DATASET RECORDS
★ ★ ★
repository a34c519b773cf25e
//! Configuration error types.

use std::path::PathBuf;
use thiserror::Error;

/// Configuration-related errors
#[derive(Debug, Error)]
pub enum ConfigError {
    #[error("IO error when reading `{0}`")]
    Io(PathBuf, #[source] std::io::Error),

    #[error("Config file parsing error")]
    Toml(#[from] toml::de::Error),

    #[error("Config validation error: {0}")]
    Validation(String),
}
★ ★ ★
ACTION ITEM
Each entry above needs to be output exactly as written.

REPLY
repository a34c519b773cf25e
//! Configuration error types.

use std::path::PathBuf;
use thiserror::Error;

/// Configuration-related errors
#[derive(Debug, Error)]
pub enum ConfigError {
    #[error("IO error when reading `{0}`")]
    Io(PathBuf, #[source] std::io::Error),

    #[error("Config file parsing error")]
    Toml(#[from] toml::de::Error),

    #[error("Config validation error: {0}")]
    Validation(String),
}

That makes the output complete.